ACTIVITY: Your response should be the complete listing, copied exactly.

DATA IN THIS EXERCISE:
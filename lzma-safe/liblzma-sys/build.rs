//! Build script for liblzma-sys
//!
//! This build script handles both system and vendored builds of liblzma,
//! with security checks for known vulnerabilities and support for patches.

use std::env;
use std::ffi::OsStr;
use std::fs;
use std::path::{Path, PathBuf};
use std::process::Command;

/// Represents the stability level of a liblzma version
#[derive(Debug, Clone, Copy, PartialEq, Eq)]
enum Stability {
    Alpha,
    Beta,
    Stable,
}

impl Stability {
    /// Parse a stability token from the version header
    fn from_token(token: &str) -> Result<Self, String> {
        match token {
            "LZMA_VERSION_STABILITY_ALPHA" => Ok(Stability::Alpha),
            "LZMA_VERSION_STABILITY_BETA" => Ok(Stability::Beta),
            "LZMA_VERSION_STABILITY_STABLE" => Ok(Stability::Stable),
            other => Err(format!("unrecognized stability token: {other}")),
        }
    }

    /// Get the string suffix for this stability level
    fn suffix(self) -> &'static str {
        match self {
            Stability::Alpha => "alpha",
            Stability::Beta => "beta",
            Stability::Stable => "",
        }
    }

    /// Get a numeric ordinal for version comparison
    fn ordinal(self) -> u32 {
        match self {
            Stability::Alpha => 0,
            Stability::Beta => 1,
            Stability::Stable => 2,
        }
    }
}

/// Represents a semantic version with stability information
#[derive(Debug, Clone, Copy, PartialEq, Eq)]
struct Version {
    major: u32,
    minor: u32,
    patch: u32,
    stability: Stability,
}

impl Version {
    /// Create a new version
    const fn new(major: u32, minor: u32, patch: u32, stability: Stability) -> Self {
        Version {
            major,
            minor,
            patch,
            stability,
        }
    }

    /// Parse a version string (e.g., "5.4.1", "5.6.0alpha", "5.4.1-123-g456")
    fn parse(raw: &str) -> Result<Self, String> {
        let trimmed = raw.trim();
        if trimmed.is_empty() {
            return Err("empty version string".to_string());
        }

        // Split off any git suffix (e.g., "5.4.1-123-g456" -> "5.4.1")
        let core = trimmed.split('-').next().unwrap_or(trimmed);

        // Extract stability suffix
        let (body, stability) = if let Some(body) = core.strip_suffix("alpha") {
            (body, Stability::Alpha)
        } else if let Some(body) = core.strip_suffix("beta") {
            (body, Stability::Beta)
        } else {
            (core, Stability::Stable)
        };

        // Find the numeric portion (major.minor.patch)
        let numeric_len = body
            .find(|c: char| !(c.is_ascii_digit() || c == '.'))
            .unwrap_or(body.len());
        let numeric = &body[..numeric_len];

        // Parse version components
        let mut parts = numeric.split('.');
        let major = parts
            .next()
            .ok_or_else(|| format!("invalid liblzma version: {raw}"))?
            .parse()
            .map_err(|_| format!("invalid major component in version: {raw}"))?;
        let minor = parts
            .next()
            .ok_or_else(|| format!("invalid liblzma version: {raw}"))?
            .parse()
            .map_err(|_| format!("invalid minor component in version: {raw}"))?;
        let patch = parts
            .next()
            .ok_or_else(|| format!("invalid liblzma version: {raw}"))?
            .parse()
            .map_err(|_| format!("invalid patch component in version: {raw}"))?;

        if parts.next().is_some() {
            return Err(format!("unexpected extra data in version: {raw}"));
        }

        Ok(Version::new(major, minor, patch, stability))
    }

    /// Convert to a numeric ordinal for comparison
    /// Format: MMMMMMMMNNNNPPPS where M=major, N=minor, P=patch, S=stability
    fn ordinal(self) -> u32 {
        self.major * 10_000_000 + self.minor * 10_000 + self.patch * 10 + self.stability.ordinal()
    }

    /// Format version as a display string
    fn display(self) -> String {
        let mut base = format!("{}.{}.{}", self.major, self.minor, self.patch);
        let suffix = self.stability.suffix();
        if !suffix.is_empty() {
            base.push_str(suffix);
        }
        base
    }
}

RESULT FOR THIS TASK:
filename lzma-safe/liblzma-sys/build.rs
//! Build script for liblzma-sys
//!
//! This build script handles both system and vendored builds of liblzma,
//! with security checks for known vulnerabilities and support for patches.

use std::env;
use std::ffi::OsStr;
use std::fs;
use std::path::{Path, PathBuf};
use std::process::Command;

/// Represents the stability level of a liblzma version
#[derive(Debug, Clone, Copy, PartialEq, Eq)]
enum Stability {
    Alpha,
    Beta,
    Stable,
}

impl Stability {
    /// Parse a stability token from the version header
    fn from_token(token: &str) -> Result<Self, String> {
        match token {
            "LZMA_VERSION_STABILITY_ALPHA" => Ok(Stability::Alpha),
            "LZMA_VERSION_STABILITY_BETA" => Ok(Stability::Beta),
            "LZMA_VERSION_STABILITY_STABLE" => Ok(Stability::Stable),
            other => Err(format!("unrecognized stability token: {other}")),
        }
    }

    /// Get the string suffix for this stability level
    fn suffix(self) -> &'static str {
        match self {
            Stability::Alpha => "alpha",
            Stability::Beta => "beta",
            Stability::Stable => "",
        }
    }

    /// Get a numeric ordinal for version comparison
    fn ordinal(self) -> u32 {
        match self {
            Stability::Alpha => 0,
            Stability::Beta => 1,
            Stability::Stable => 2,
        }
    }
}

/// Represents a semantic version with stability information
#[derive(Debug, Clone, Copy, PartialEq, Eq)]
struct Version {
    major: u32,
    minor: u32,
    patch: u32,
    stability: Stability,
}

impl Version {
    /// Create a new version
    const fn new(major: u32, minor: u32, patch: u32, stability: Stability) -> Self {
        Version {
            major,
            minor,
            patch,
            stability,
        }
    }

    /// Parse a version string (e.g., "5.4.1", "5.6.0alpha", "5.4.1-123-g456")
    fn parse(raw: &str) -> Result<Self, String> {
        let trimmed = raw.trim();
        if trimmed.is_empty() {
            return Err("empty version string".to_string());
        }

        // Split off any git suffix (e.g., "5.4.1-123-g456" -> "5.4.1")
        let core = trimmed.split('-').next().unwrap_or(trimmed);

        // Extract stability suffix
        let (body, stability) = if let Some(body) = core.strip_suffix("alpha") {
            (body, Stability::Alpha)
        } else if let Some(body) = core.strip_suffix("beta") {
            (body, Stability::Beta)
        } else {
            (core, Stability::Stable)
        };

        // Find the numeric portion (major.minor.patch)
        let numeric_len = body
            .find(|c: char| !(c.is_ascii_digit() || c == '.'))
            .unwrap_or(body.len());
        let numeric = &body[..numeric_len];

        // Parse version components
        let mut parts = numeric.split('.');
        let major = parts
            .next()
            .ok_or_else(|| format!("invalid liblzma version: {raw}"))?
            .parse()
            .map_err(|_| format!("invalid major component in version: {raw}"))?;
        let minor = parts
            .next()
            .ok_or_else(|| format!("invalid liblzma version: {raw}"))?
            .parse()
            .map_err(|_| format!("invalid minor component in version: {raw}"))?;
        let patch = parts
            .next()
            .ok_or_else(|| format!("invalid liblzma version: {raw}"))?
            .parse()
            .map_err(|_| format!("invalid patch component in version: {raw}"))?;

        if parts.next().is_some() {
            return Err(format!("unexpected extra data in version: {raw}"));
        }

        Ok(Version::new(major, minor, patch, stability))
    }

    /// Convert to a numeric ordinal for comparison
    /// Format: MMMMMMMMNNNNPPPS where M=major, N=minor, P=patch, S=stability
    fn ordinal(self) -> u32 {
        self.major * 10_000_000 + self.minor * 10_000 + self.patch * 10 + self.stability.ordinal()
    }

    /// Format version as a display string
    fn display(self) -> String {
        let mut base = format!("{}.{}.{}", self.major, self.minor, self.patch);
        let suffix = self.stability.suffix();
        if !suffix.is_empty() {
            base.push_str(suffix);
        }
        base
    }
}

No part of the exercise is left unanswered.